Je pense que la culture d’économie circulaire commence à faire son chemin, petit-à-petit, auprès des entreprises tunisiennes. J’ai personnellement eu l’occasion de participer à des projets et initiatives du secteur privé en Tunisie. La prise de conscience commence à s’installer, aussi bien chez les décideurs publics que privés. Quant aux obstacles, ils sont de deux types : économiques et culturels.
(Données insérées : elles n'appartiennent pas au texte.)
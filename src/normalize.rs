//! Name normalization for resolution join keys
//!
//! A normalized name is the display name trimmed, lower-cased and with every
//! internal whitespace run collapsed to a single space. Punctuation is kept:
//! `"Brand - Exact"` and `"Brand Exact"` are different entities.
//!
//! The normalized form is a join key only, never a display value.

/// Normalize a display name for matching.
///
/// # Examples
///
/// ```
/// use ads_resolver::normalize::normalize_name;
///
/// assert_eq!(normalize_name("  Brand   Defense "), "brand defense");
/// assert_eq!(normalize_name("SP | Auto\tShoes"), "sp | auto shoes");
/// ```
pub fn normalize_name(s: &str) -> String {
    s.to_lowercase()
        .split_whitespace()
        .collect::<Vec<_>>()
        .join(" ")
}

/// Normalize an optional field; blank values become `None`
pub fn normalize_opt(s: Option<&str>) -> Option<String> {
    s.map(normalize_name).filter(|n| !n.is_empty())
}

/// Treat a blank already-normalized value as absent
pub(crate) fn non_blank(s: Option<&str>) -> Option<&str> {
    s.filter(|v| !v.trim().is_empty())
}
Du côté économique, prévoir des instruments fiscaux et financiers d’incitation aux entreprises qui se regroupent ou s’organisent entre-elles pour gérer leurs déchets d’une manière durable, par exemple au niveau des zones d’activité ou des régions, pour créer des «éco-entreprises» pour gérer les filières de récupération, de recyclage et de valorisation. Côté culturel, il s’agit de responsabiliser le consommateur (public et privé) à travers une communication forte, en profondeur et soutenue, capable de contrer la forte machine de publicité et de marketing.